Required work:
What you give back must match the data below character for character.

Data supplied:
Segment Open

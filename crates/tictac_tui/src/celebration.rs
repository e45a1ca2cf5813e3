//! Confetti shown when a game is won. Cosmetic only.

use std::time::Duration;

use rand::Rng;
use ratatui::style::Color;

/// How long the confetti stays on screen.
pub const CELEBRATION_LENGTH: Duration = Duration::from_millis(2000);

const PARTICLES: usize = 80;
const GLYPHS: [char; 6] = ['*', '+', '•', '✦', 'o', '·'];
const COLORS: [Color; 6] = [
    Color::Red,
    Color::Yellow,
    Color::Green,
    Color::Cyan,
    Color::Magenta,
    Color::LightBlue,
];

/// One falling piece of confetti, positioned in unit coordinates.
#[derive(Debug, Clone, Copy, PartialEq)]
pub struct Particle {
    x: f32,
    y: f32,
    drift: f32,
    fall: f32,
    glyph: char,
    color: Color,
}

impl Particle {
    /// Position after `t` seconds as fractions of the drawing area, or
    /// `None` once it has fallen out of view.
    pub fn position_at(&self, t: f32) -> Option<(f32, f32)> {
        let x = (self.x + self.drift * t).rem_euclid(1.0);
        let y = self.y + self.fall * t;
        (0.0..1.0).contains(&y).then_some((x, y))
    }

    /// Character drawn for this particle.
    pub fn glyph(&self) -> char {
        self.glyph
    }

    /// Foreground colour.
    pub fn color(&self) -> Color {
        self.color
    }
}

/// A running confetti burst.
#[derive(Debug, Clone)]
pub struct Celebration {
    particles: Vec<Particle>,
    elapsed: Duration,
}

impl Celebration {
    /// Starts a burst with freshly scattered particles.
    pub fn new<R: Rng + ?Sized>(rng: &mut R) -> Self {
        let particles = (0..PARTICLES)
            .map(|_| Particle {
                x: rng.random_range(0.0..1.0),
                y: rng.random_range(-0.6..0.2),
                drift: rng.random_range(-0.15..0.15),
                fall: rng.random_range(0.35..0.9),
                glyph: GLYPHS[rng.random_range(0..GLYPHS.len())],
                color: COLORS[rng.random_range(0..COLORS.len())],
            })
            .collect();
        Self {
            particles,
            elapsed: Duration::ZERO,
        }
    }

    /// Advances the animation clock.
    pub fn tick(&mut self, dt: Duration) {
        self.elapsed = self.elapsed.saturating_add(dt);
    }

    /// True once the burst has run its course.
    pub fn is_finished(&self) -> bool {
        self.elapsed >= CELEBRATION_LENGTH
    }

    /// Seconds since the burst started.
    pub fn seconds(&self) -> f32 {
        self.elapsed.as_secs_f32()
    }

    /// All particles, visible or not.
    pub fn particles(&self) -> &[Particle] {
        &self.particles
    }
}
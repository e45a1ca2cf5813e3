//! Win detection logic for tic-tac-toe.

use serde::{Deserialize, Serialize};
use tracing::instrument;

use crate::types::{Board, Cell, Player};

/// Orientation of a winning line.
#[derive(Debug, Clone, Copy, PartialEq, Eq, Hash, Serialize, Deserialize)]
pub enum LineKind {
    /// Horizontal line.
    Row,
    /// Vertical line.
    Col,
    /// Diagonal line. Index 0 runs top-left to bottom-right, index 1
    /// top-right to bottom-left.
    Diag,
}

/// A completed line of three.
#[derive(Debug, Clone, Copy, PartialEq, Eq, Hash, Serialize, Deserialize)]
pub struct WinningLine {
    kind: LineKind,
    index: usize,
    cells: [usize; 3],
}

impl WinningLine {
    const fn new(kind: LineKind, index: usize, cells: [usize; 3]) -> Self {
        Self { kind, index, cells }
    }

    /// Row, column or diagonal.
    pub fn kind(&self) -> LineKind {
        self.kind
    }

    /// Index within its kind (0-2 for rows and columns, 0-1 for diagonals).
    pub fn index(&self) -> usize {
        self.index
    }

    /// Board indices of the three cells, in scan order.
    pub fn cells(&self) -> [usize; 3] {
        self.cells
    }

    /// True if `cell` lies on this line.
    pub fn contains(&self, cell: usize) -> bool {
        self.cells.contains(&cell)
    }
}

/// Every line of three, in the order they are checked.
///
/// When a board holds more than one complete line the first one here is
/// reported.
pub const LINES: [WinningLine; 8] = [
    WinningLine::new(LineKind::Row, 0, [0, 1, 2]),
    WinningLine::new(LineKind::Row, 1, [3, 4, 5]),
    WinningLine::new(LineKind::Row, 2, [6, 7, 8]),
    WinningLine::new(LineKind::Col, 0, [0, 3, 6]),
    WinningLine::new(LineKind::Col, 1, [1, 4, 7]),
    WinningLine::new(LineKind::Col, 2, [2, 5, 8]),
    WinningLine::new(LineKind::Diag, 0, [0, 4, 8]),
    WinningLine::new(LineKind::Diag, 1, [2, 4, 6]),
];

/// Outcome of scanning a board for three in a row.
#[derive(Debug, Clone, Copy, Default, PartialEq, Eq, Hash, Serialize, Deserialize)]
pub struct WinResult {
    winner: Option<Player>,
    line: Option<WinningLine>,
}

impl WinResult {
    /// The player holding the line, if any.
    pub fn winner(&self) -> Option<Player> {
        self.winner
    }

    /// The completed line, if any.
    pub fn line(&self) -> Option<&WinningLine> {
        self.line.as_ref()
    }

    /// Board indices of the winning line, empty when there is no winner.
    pub fn cells(&self) -> &[usize] {
        match &self.line {
            Some(line) => &line.cells,
            None => &[],
        }
    }

    /// Orientation of the winning line.
    pub fn kind(&self) -> Option<LineKind> {
        self.line.map(|line| line.kind)
    }

    /// Index of the winning line within its kind.
    pub fn index(&self) -> Option<usize> {
        self.line.map(|line| line.index)
    }
}

/// Scans the board for the first complete line.
#[instrument(level = "trace", skip(board))]
pub fn detect_win(board: &Board) -> WinResult {
    let cells = board.cells();
    for line in LINES {
        let [a, b, c] = line.cells;
        if let Cell::Occupied(player) = cells[a]
            && cells[b] == cells[a]
            && cells[c] == cells[a]
        {
            return WinResult {
                winner: Some(player),
                line: Some(line),
            };
        }
    }

    WinResult::default()
}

Segment Closed

Reply to the task:
filename crates/tictac_tui/src/celebration.rs
repository e45a1ca2cf5813e3
//! Confetti shown when a game is won. Cosmetic only.

use std::time::Duration;

use rand::Rng;
use ratatui::style::Color;

/// How long the confetti stays on screen.
pub const CELEBRATION_LENGTH: Duration = Duration::from_millis(2000);

const PARTICLES: usize = 80;
const GLYPHS: [char; 6] = ['*', '+', '•', '✦', 'o', '·'];
const COLORS: [Color; 6] = [
    Color::Red,
    Color::Yellow,
    Color::Green,
    Color::Cyan,
    Color::Magenta,
    Color::LightBlue,
];

/// One falling piece of confetti, positioned in unit coordinates.
#[derive(Debug, Clone, Copy, PartialEq)]
pub struct Particle {
    x: f32,
    y: f32,
    drift: f32,
    fall: f32,
    glyph: char,
    color: Color,
}

impl Particle {
    /// Position after `t` seconds as fractions of the drawing area, or
    /// `None` once it has fallen out of view.
    pub fn position_at(&self, t: f32) -> Option<(f32, f32)> {
        let x = (self.x + self.drift * t).rem_euclid(1.0);
        let y = self.y + self.fall * t;
        (0.0..1.0).contains(&y).then_some((x, y))
    }

    /// Character drawn for this particle.
    pub fn glyph(&self) -> char {
        self.glyph
    }

    /// Foreground colour.
    pub fn color(&self) -> Color {
        self.color
    }
}

/// A running confetti burst.
#[derive(Debug, Clone)]
pub struct Celebration {
    particles: Vec<Particle>,
    elapsed: Duration,
}

impl Celebration {
    /// Starts a burst with freshly scattered particles.
    pub fn new<R: Rng + ?Sized>(rng: &mut R) -> Self {
        let particles = (0..PARTICLES)
            .map(|_| Particle {
                x: rng.random_range(0.0..1.0),
                y: rng.random_range(-0.6..0.2),
                drift: rng.random_range(-0.15..0.15),
                fall: rng.random_range(0.35..0.9),
                glyph: GLYPHS[rng.random_range(0..GLYPHS.len())],
                color: COLORS[rng.random_range(0..COLORS.len())],
            })
            .collect();
        Self {
            particles,
            elapsed: Duration::ZERO,
        }
    }

    /// Advances the animation clock.
    pub fn tick(&mut self, dt: Duration) {
        self.elapsed = self.elapsed.saturating_add(dt);
    }

    /// True once the burst has run its course.
    pub fn is_finished(&self) -> bool {
        self.elapsed >= CELEBRATION_LENGTH
    }

    /// Seconds since the burst started.
    pub fn seconds(&self) -> f32 {
        self.elapsed.as_secs_f32()
    }

    /// All particles, visible or not.
    pub fn particles(&self) -> &[Particle] {
        &self.particles
    }
}
repository e45a1ca2cf5813e3
//! Win detection logic for tic-tac-toe.

use serde::{Deserialize, Serialize};
use tracing::instrument;

use crate::types::{Board, Cell, Player};

/// Orientation of a winning line.
#[derive(Debug, Clone, Copy, PartialEq, Eq, Hash, Serialize, Deserialize)]
pub enum LineKind {
    /// Horizontal line.
    Row,
    /// Vertical line.
    Col,
    /// Diagonal line. Index 0 runs top-left to bottom-right, index 1
    /// top-right to bottom-left.
    Diag,
}

/// A completed line of three.
#[derive(Debug, Clone, Copy, PartialEq, Eq, Hash, Serialize, Deserialize)]
pub struct WinningLine {
    kind: LineKind,
    index: usize,
    cells: [usize; 3],
}

impl WinningLine {
    const fn new(kind: LineKind, index: usize, cells: [usize; 3]) -> Self {
        Self { kind, index, cells }
    }

    /// Row, column or diagonal.
    pub fn kind(&self) -> LineKind {
        self.kind
    }

    /// Index within its kind (0-2 for rows and columns, 0-1 for diagonals).
    pub fn index(&self) -> usize {
        self.index
    }

    /// Board indices of the three cells, in scan order.
    pub fn cells(&self) -> [usize; 3] {
        self.cells
    }

    /// True if `cell` lies on this line.
    pub fn contains(&self, cell: usize) -> bool {
        self.cells.contains(&cell)
    }
}

/// Every line of three, in the order they are checked.
///
/// When a board holds more than one complete line the first one here is
/// reported.
pub const LINES: [WinningLine; 8] = [
    WinningLine::new(LineKind::Row, 0, [0, 1, 2]),
    WinningLine::new(LineKind::Row, 1, [3, 4, 5]),
    WinningLine::new(LineKind::Row, 2, [6, 7, 8]),
    WinningLine::new(LineKind::Col, 0, [0, 3, 6]),
    WinningLine::new(LineKind::Col, 1, [1, 4, 7]),
    WinningLine::new(LineKind::Col, 2, [2, 5, 8]),
    WinningLine::new(LineKind::Diag, 0, [0, 4, 8]),
    WinningLine::new(LineKind::Diag, 1, [2, 4, 6]),
];

/// Outcome of scanning a board for three in a row.
#[derive(Debug, Clone, Copy, Default, PartialEq, Eq, Hash, Serialize, Deserialize)]
pub struct WinResult {
    winner: Option<Player>,
    line: Option<WinningLine>,
}

impl WinResult {
    /// The player holding the line, if any.
    pub fn winner(&self) -> Option<Player> {
        self.winner
    }

    /// The completed line, if any.
    pub fn line(&self) -> Option<&WinningLine> {
        self.line.as_ref()
    }

    /// Board indices of the winning line, empty when there is no winner.
    pub fn cells(&self) -> &[usize] {
        match &self.line {
            Some(line) => &line.cells,
            None => &[],
        }
    }

    /// Orientation of the winning line.
    pub fn kind(&self) -> Option<LineKind> {
        self.line.map(|line| line.kind)
    }

    /// Index of the winning line within its kind.
    pub fn index(&self) -> Option<usize> {
        self.line.map(|line| line.index)
    }
}

/// Scans the board for the first complete line.
#[instrument(level = "trace", skip(board))]
pub fn detect_win(board: &Board) -> WinResult {
    let cells = board.cells();
    for line in LINES {
        let [a, b, c] = line.cells;
        if let Cell::Occupied(player) = cells[a]
            && cells[b] == cells[a]
            && cells[c] == cells[a]
        {
            return WinResult {
                winner: Some(player),
                line: Some(line),
            };
        }
    }

    WinResult::default()
}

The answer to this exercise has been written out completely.